━━━━━ DATA UNDER STUDY ━━━━━

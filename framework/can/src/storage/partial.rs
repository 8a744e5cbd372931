use openlcb_core::alias::Alias;

use super::{Exhausted, RecordHandle, Result};

/// A record pointer together with the `{source alias, destination
/// alias, MTI}` triple that uniquely identifies an in-flight
/// multi-frame message.
#[derive(Debug, Clone, Copy, PartialEq, Eq)]
#[cfg_attr(feature = "defmt", derive(defmt::Format))]
pub struct PartialListEntry {
    pub handle: RecordHandle,
    pub src_alias: Alias,
    pub dst_alias: Alias,
    pub mti: u16,
}

/// Unordered small set of in-flight multi-frame assemblies.
///
/// Used only while a message is being reassembled: when the last frame
/// of a sequence arrives the matching entry is [`remove`](Self::remove)d
/// and the underlying record is pushed onto the inbound FIFO as a
/// complete message.
pub struct PartialMessageList<const DEPTH: usize> {
    entries: [Option<PartialListEntry>; DEPTH],
}

impl<const DEPTH: usize> PartialMessageList<DEPTH> {
    pub const fn new() -> Self {
        PartialMessageList {
            entries: [None; DEPTH],
        }
    }

    pub fn is_empty(&self) -> bool {
        self.entries.iter().all(Option::is_none)
    }

    pub fn add(&mut self, entry: PartialListEntry) -> Result<()> {
        let slot = self.entries.iter_mut().find(|e| e.is_none()).ok_or(Exhausted)?;
        *slot = Some(entry);
        Ok(())
    }

    /// Remove the entry that owns `handle`, if any.
    pub fn remove(&mut self, handle: RecordHandle) -> Option<PartialListEntry> {
        let slot = self
            .entries
            .iter_mut()
            .find(|e| matches!(e, Some(entry) if entry.handle == handle))?;
        slot.take()
    }

    pub fn find_first(
        &self,
        src_alias: Alias,
        dst_alias: Alias,
        mti: u16,
    ) -> Option<PartialListEntry> {
        self.entries.iter().flatten().copied().find(|entry| {
            entry.src_alias == src_alias && entry.dst_alias == dst_alias && entry.mti == mti
        })
    }

    /// Find the in-flight assembly from a given sender for a given MTI,
    /// ignoring destination alias. Continuation (MIDDLE/LAST) frames
    /// don't repeat the destination alias on the wire, so this is how
    /// they're matched back to their FIRST frame's entry; per §5's
    /// ordering guarantee a sender never interleaves two messages, so
    /// `{src_alias, mti}` is unambiguous in practice.
    pub fn find_first_by_sender(&self, src_alias: Alias, mti: u16) -> Option<PartialListEntry> {
        self.entries
            .iter()
            .flatten()
            .copied()
            .find(|entry| entry.src_alias == src_alias && entry.mti == mti)
    }

    pub fn get(&self, index: usize) -> Option<PartialListEntry> {
        self.entries.get(index).copied().flatten()
    }

    pub const fn capacity(&self) -> usize {
        DEPTH
    }
}

impl<const DEPTH: usize> Default for PartialMessageList<DEPTH> {
    fn default() -> Self {
        Self::new()
    }
}

#[cfg(test)]
mod test {
    use super::*;
    use crate::storage::Tier;

    fn entry(index: usize, src: u16, dst: u16, mti: u16) -> PartialListEntry {
        PartialListEntry {
            handle: RecordHandle {
                tier: Tier::Basic,
                index,
            },
            src_alias: Alias::new(src),
            dst_alias: Alias::new(dst),
            mti,
        }
    }

    #[test]
    fn test_add_find_remove() {
        let mut list: PartialMessageList<4> = PartialMessageList::new();
        assert!(list.is_empty());

        let e1 = entry(0, 0x100, 0x200, 0x0A28);
        list.add(e1).unwrap();
        assert!(!list.is_empty());

        let found = list.find_first(Alias::new(0x100), Alias::new(0x200), 0x0A28);
        assert_eq!(found, Some(e1));

        let removed = list.remove(e1.handle);
        assert_eq!(removed, Some(e1));
        assert!(list.is_empty());
    }

    #[test]
    fn test_exhaustion() {
        let mut list: PartialMessageList<2> = PartialMessageList::new();
        list.add(entry(0, 1, 2, 3)).unwrap();
        list.add(entry(1, 1, 2, 3)).unwrap();
        assert!(list.add(entry(2, 1, 2, 3)).is_err());
    }

    #[test]
    fn test_find_first_no_match() {
        let mut list: PartialMessageList<2> = PartialMessageList::new();
        list.add(entry(0, 1, 2, 3)).unwrap();
        assert_eq!(list.find_first(Alias::new(9), Alias::new(9), 9), None);
    }
}
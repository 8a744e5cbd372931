//! The dispatch layer: the state machines that turn raw CAN frames
//! into OpenLCB messages and back, and the priority schedulers that
//! drive them one non-blocking step at a time.

pub mod can_login;
pub mod can_main;
pub mod can_rx;
pub mod can_tx;
pub mod openlcb_login;
pub mod openlcb_main;

pub use openlcb_defs::RejectReason;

━━━━━

*PROBLEM TO SOLVE:*
For each line in the entries that contains the string "destination", make a copy.

*ANSWER TO THIS EXERCISE:*
/// A record pointer together with the `{source alias, destination
    /// ignoring destination alias. Continuation (MIDDLE/LAST) frames
    /// don't repeat the destination alias on the wire, so this is how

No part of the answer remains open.